The area in disagreement is where three countries — India, China and Bhutan — converge in a tri-junction, and all three are parties to the simmering dispute.

Tensions flared in mid-June, when China began constructing a road in the disputed Doklam Plateau. Both Beijing and Bhutan claim this territory. The Bhutanese note that the process of the boundary settlement is still under negotiation, and the status quo cannot be changed.

The tiny Himalayan country turned to India, its long-time ally, for help.

"India is de facto responsible for Bhutan's security," explains Sameer Patil, the director of Gateway House, an Indian foreign policy think tank. "China's territorial incursions in the Bhutanese territory threaten Bhutanese — and therefore Indian — security."

The Indian Army has issued no official statement.

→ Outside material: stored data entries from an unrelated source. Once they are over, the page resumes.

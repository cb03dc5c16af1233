//! Utility modules for common functionality

mod sanitize;
mod string;

pub use sanitize::redact_tool_input;
pub use string::truncate_str;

A spokesman said that "such sensitive issues are best dealt between two nations away from the media glare." He added that the relationship between the two armies is " extremely well managed by a host of mechanisms."

But such mechanisms have evidently not worked in a face-off that has stretched into weeks.

Indian media report that troops were rushed onto the plateau to check China's move, and China is said to have deployed more of its troops to the border region.

Beijing accused New Delhi of a provocation — trampling on an agreed principle "by illegally crossing on to the other country's territory" — and of violating the Convention of Calcutta, an 1890 treaty between Qing Dynasty China and the British Empire, then India's ruler.

China says the agreement grants it access to the region, and claims areas far south of what both India and Bhutan claim.

Before long, videos emerged online of the standoff, showing Indian and Chinese soldiers roughing each other up like schoolboys.

But a dispute along the border between Asia's two nuclear-armed giants isn't child's play. In 1962, the two sides fought a full-blown war near this stretch that ended in humiliation for India.

Both sides have been subtly threatening to make this nearly month-long standoff even bloodier. With hardening rhetoric, China told India to heed the "historical lessons" of the 55-year-old war. India's defense minister shot back that "the India of 2017 is different." Beijing retorted: So is China.

In the midst of the standoff, Indian Prime Minister Narendra Modi and Chinese President Xi Jinping warmly greeted each other Friday on the sidelines of the G-20 summit in Hamburg.

Earlier, India's army chief, Gen. Bipin Rawat, had noted, "Even the prime minister has stated for the last 40 years, not even a single bullet has been fired on the Indo-China border."

India undoubtedly would prefer quiet on its east front, as tensions spark with Pakistan over Kashmir further to the West.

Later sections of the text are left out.